Supreme Court of Arkansas

Opinion delivered March 6, 2003

*168C. Scott Nance, for appellant.

J. Leon Johnson, Att’y Gen., by: Kent G. Holt, Ass’t Att’y Gen., for appellee.

WH. “Dub” Arnold, Chief Justice.

Appellant, Anthony Tyrone Matthews, brings ce. appeal from his conviction of first-degree murder and life sentence imposed in connection with the shooting death of Alfredo Resendiz, which occurred on October 27, 2000, in Newport, Arkansas. Appellant asserts the following three points on appeal:

1) The trial court erred when it denied the appellant’s motion in limine to exclude overly prejudicial photographs of the crime scene;
2) The trial court erred when it denied the appellant’s objection to overly prejudicial evidence being admitted into evidence;
*1693) The trial court erred when it allowed the use of an uncertified interpreter at the trial.

Finding no error, we affirm.

I. Photographs

For his first point on appeal, appellant asserts that the trial court abused its discretion in admitting certain photographs of the victim that he alleges were more prejudicial than probative. In Barnes v. State, 346 Ark. 91, 55 S.WAd 271 (2001), this Court discussed the admission of photographs.

The admission of photographs is a matter left to the sound discretion of the trial court. Riggs v. State, 339 Ark. 111, 3 S.W.3d 305 (1999). When photographs are helpful to explain testimony, they are ordinarily admissible. Id. (citing Williams v. State, 322 Ark. 38, 907 S.W.2d 120 (1995)). Further, the mere fact that a photograph is inflammatory or is cumulative is not, standing alone, sufficient reason to exclude it. Weger v. State, 315 Ark. 555, 869 S.W.2d 688 (1994). Even the most gruesome photographs may be admissible if they assist the trier of fact in any of the following ways: by shedding light on some issue, by proving a necessary element of the case, by enabling a witness to testify more effectively, by corroborating testimony, or by enabling jurors to better understand the testimony. Id. Other acceptable purposes are to show the condition of the victims’ bodies, the probable type or location of the injuries, and the position in which the bodies were discovered. Jones v. State, 340 Ark. 390, 10 S.W.3d 449 (2000). Absent an abuse of discretion, this court will not reverse a trial court for admitting photographs into evidence. Id.

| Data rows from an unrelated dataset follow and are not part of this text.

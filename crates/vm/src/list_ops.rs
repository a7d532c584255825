//! Pair and list builtins

use std::rc::Rc;

use schist_core::{Env, Pair, Result, SchemeError, Value, is_proper_list, list_from_vec};

use crate::args;
use crate::builtins::bind;

pub fn install(env: &Rc<Env>) {
    bind(env, "null?", null_p);
    bind(env, "pair?", pair_p);
    bind(env, "list?", list_p);
    bind(env, "cons", cons);
    bind(env, "car", car);
    bind(env, "cdr", cdr);
    bind(env, "set-car!", set_car);
    bind(env, "set-cdr!", set_cdr);
    bind(env, "length", length);
    bind(env, "list", list);
    bind(env, "append", append);
    bind(env, "reverse", reverse);
    bind(env, "list-tail", list_tail);
    bind(env, "list-ref", list_ref);
}

fn null_p(_env: &Rc<Env>, arguments: &[Value]) -> Result<Value> {
    args::exactly("null?", 1, arguments)?;
    Ok(Value::Boolean(matches!(arguments[0], Value::Null)))
}

fn pair_p(_env: &Rc<Env>, arguments: &[Value]) -> Result<Value> {
    args::exactly("pair?", 1, arguments)?;
    Ok(Value::Boolean(matches!(arguments[0], Value::Pair(_))))
}

fn list_p(_env: &Rc<Env>, arguments: &[Value]) -> Result<Value> {
    args::exactly("list?", 1, arguments)?;
    Ok(Value::Boolean(is_proper_list(&arguments[0])))
}

fn cons(_env: &Rc<Env>, arguments: &[Value]) -> Result<Value> {
    args::exactly("cons", 2, arguments)?;
    Ok(Value::Pair(Pair::cons(
        arguments[0].clone(),
        arguments[1].clone(),
    )))
}

fn car(_env: &Rc<Env>, arguments: &[Value]) -> Result<Value> {
    args::exactly("car", 1, arguments)?;
    Ok(args::pair("car", &arguments[0])?.car())
}

fn cdr(_env: &Rc<Env>, arguments: &[Value]) -> Result<Value> {
    args::exactly("cdr", 1, arguments)?;
    Ok(args::pair("cdr", &arguments[0])?.cdr())
}

fn set_car(_env: &Rc<Env>, arguments: &[Value]) -> Result<Value> {
    args::exactly("set-car!", 2, arguments)?;
    args::pair("set-car!", &arguments[0])?.set_car(arguments[1].clone())?;
    Ok(Value::Void)
}

fn set_cdr(_env: &Rc<Env>, arguments: &[Value]) -> Result<Value> {
    args::exactly("set-cdr!", 2, arguments)?;
    args::pair("set-cdr!", &arguments[0])?.set_cdr(arguments[1].clone())?;
    Ok(Value::Void)
}

fn length(_env: &Rc<Env>, arguments: &[Value]) -> Result<Value> {
    args::exactly("length", 1, arguments)?;
    let items = args::list("length", &arguments[0])?;
    Ok(Value::from_i64(items.len() as i64))
}

fn list(_env: &Rc<Env>, arguments: &[Value]) -> Result<Value> {
    Ok(list_from_vec(arguments.to_vec()))
}

/// All arguments but the last must be proper lists; the last becomes the
/// tail unchanged, so the result is improper when it is.
fn append(_env: &Rc<Env>, arguments: &[Value]) -> Result<Value> {
    let Some((last, front)) = arguments.split_last() else {
        return Ok(Value::Null);
    };
    let mut items = Vec::new();
    for value in front {
        items.extend(args::list("append", value)?);
    }
    let mut out = last.clone();
    for item in items.into_iter().rev() {
        out = Value::Pair(Pair::cons(item, out));
    }
    Ok(out)
}

fn reverse(_env: &Rc<Env>, arguments: &[Value]) -> Result<Value> {
    args::exactly("reverse", 1, arguments)?;
    let mut items = args::list("reverse", &arguments[0])?;
    items.reverse();
    Ok(list_from_vec(items))
}

fn tail_from(name: &'static str, list: &Value, k: usize) -> Result<Value> {
    let mut cursor = list.clone();
    for _ in 0..k {
        cursor = match cursor {
            Value::Pair(p) => p.cdr(),
            _ => {
                return Err(SchemeError::IndexOutOfRange {
                    procedure: name,
                    index: k.to_string(),
                });
            }
        };
    }
    Ok(cursor)
}

fn list_tail(_env: &Rc<Env>, arguments: &[Value]) -> Result<Value> {
    args::exactly("list-tail", 2, arguments)?;
    let k = args::index("list-tail", &arguments[1])?;
    tail_from("list-tail", &arguments[0], k)
}

fn list_ref(_env: &Rc<Env>, arguments: &[Value]) -> Result<Value> {
    args::exactly("list-ref", 2, arguments)?;
    let k = args::index("list-ref", &arguments[1])?;
    match tail_from("list-ref", &arguments[0], k)? {
        Value::Pair(p) => Ok(p.car()),
        _ => Err(SchemeError::IndexOutOfRange {
            procedure: "list-ref",
            index: k.to_string(),
        }),
    }
}
//! Quasiquote expansion
//!
//! `expand(template, depth)` rewrites a quasiquote template into an ordinary
//! expression that builds the described value: unquoted parts are left to be
//! evaluated, everything else collapses to `quote`. Nested quasiquotes raise
//! the depth; `unquote`/`unquote-splicing` lower it and only fire at depth 0.
//!
//! A `(cons 'a 'd)` whose quoted halves are exactly the template's own car
//! and cdr is collapsed back to a single `(quote template)`, so fully
//! constant templates cost one quote instead of a cons tree.

use schist_core::{Result, SchemeError, Symbol, Value, list_from_vec, list_to_vec};

/// The expression `(quote datum)`.
fn quoted(datum: Value) -> Value {
    list_from_vec(vec![Value::Symbol(Symbol::of("quote")), datum])
}

/// If `expr` is `(quote datum)`, the datum.
fn unquoted(expr: &Value) -> Option<Value> {
    let items = list_to_vec(expr)?;
    match items.as_slice() {
        [Value::Symbol(kw), datum] if kw.is_interned() && kw.name() == "quote" => {
            Some(datum.clone())
        }
        _ => None,
    }
}

/// Is `template` the form `(kw x)` for the given quasiquote keyword?
fn keyword_form(template: &Value, keyword: &str) -> Option<Value> {
    let items = list_to_vec(template)?;
    match items.as_slice() {
        [Value::Symbol(kw), arg] if kw.is_interned() && kw.name() == keyword => Some(arg.clone()),
        _ => None,
    }
}

pub fn expand(template: &Value, depth: usize) -> Result<Value> {
    match template {
        Value::Vector(vec) => {
            // Expand the element list, then rebuild a vector from it.
            let as_list = list_from_vec(vec.items());
            let list_expr = expand(&as_list, depth)?;
            Ok(list_from_vec(vec![
                Value::Symbol(Symbol::of("list->vector")),
                list_expr,
            ]))
        }
        Value::Pair(pair) => {
            if let Some(inner) = keyword_form(template, "quasiquote") {
                let expanded = expand(&inner, depth + 1)?;
                return Ok(rebuild_keyword("quasiquote", expanded));
            }
            if let Some(inner) = keyword_form(template, "unquote") {
                return if depth == 0 {
                    Ok(inner)
                } else {
                    Ok(rebuild_keyword("unquote", expand(&inner, depth - 1)?))
                };
            }
            if keyword_form(template, "unquote-splicing").is_some() && depth == 0 {
                return Err(SchemeError::eval(
                    "unquote-splicing: not inside a list template",
                ));
            }
            if let Some(inner) = keyword_form(template, "unquote-splicing") {
                return Ok(rebuild_keyword("unquote-splicing", expand(&inner, depth - 1)?));
            }

            let head = pair.car();
            let tail = pair.cdr();

            // A head of the shape (unquote-splicing e) merges into the tail.
            if depth == 0
                && let Some(spliced) = keyword_form(&head, "unquote-splicing")
            {
                let tail_expr = expand(&tail, depth)?;
                return Ok(list_from_vec(vec![
                    Value::Symbol(Symbol::of("append")),
                    spliced,
                    tail_expr,
                ]));
            }

            let head_expr = expand(&head, depth)?;
            let tail_expr = expand(&tail, depth)?;

            // Collapse (cons 'head 'tail) back to '(head . tail).
            if let (Some(qh), Some(qt)) = (unquoted(&head_expr), unquoted(&tail_expr))
                && qh.is_eq(&head)
                && qt.is_eq(&tail)
            {
                return Ok(quoted(template.clone()));
            }

            Ok(list_from_vec(vec![
                Value::Symbol(Symbol::of("cons")),
                head_expr,
                tail_expr,
            ]))
        }
        _ => Ok(quoted(template.clone())),
    }
}

/// Rebuild a structurally preserved `(kw x)` at lower depth: the expression
/// `(list 'kw x-expr)`.
fn rebuild_keyword(keyword: &str, inner_expr: Value) -> Value {
    list_from_vec(vec![
        Value::Symbol(Symbol::of("list")),
        quoted(Value::Symbol(Symbol::of(keyword))),
        inner_expr,
    ])
}
//! schist-reader: source text to `Value` trees
//!
//! Two stages: `token` matches the fixed token set by anchored regexes in
//! precedence order; `parser` runs recursive descent over the tokens. The
//! output is ordinary `schist_core::Value` data (lists, vectors, atoms),
//! marked immutable, ready for the evaluator or for `quote`.

pub mod parser;
pub mod token;

pub use parser::{Parser, parse_all, parse_str};
pub use token::{Token, TokenKind, tokenize};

Barnes, 346 Ark. at 104, 55 S.W.3d at 281.

In the instant case, the State was allowed to introduce photographs that depicted the deceased victim in various manners or views. These photographs were the subject of a pretrial hearing on the appellant’s motion in limine seeking their exclusion. At the hearing, defense counsel raised various objections to photographs he anticipated would be proffered by the State. The State proffered eleven photographs. State’s Exhibit No. 1 (admitted at trial as State’s Exhibit No. 16), was an overhead view of the crime *170scene to which defense counsel offered no objection. State’s Exhibits Nos. 2-6 were various views of the victim, and State’s Exhibits Nos. 7-11 were photographs taken during the autopsy of the victim, Alfredo Resendiz. The trial court examined each of the photographs and heard arguments of counsel. The trial court subsequently excluded State’s Exhibits Nos. 3, 9, and 11, finding that these photographs were duplicative of remaining photographs.

At trial, the State sought to prove that the appellant shot and killed the victim during the course or in furtherance of a robbery. To that end, the State called witnesses familiar with the scene of the crime and the discovery of the victim as well as the medical findings of the autopsy. The State called James Duvall, a lieutenant with the Newport Police Department, who testified that he was the supervising officer of the investigation surrounding the death of the victim.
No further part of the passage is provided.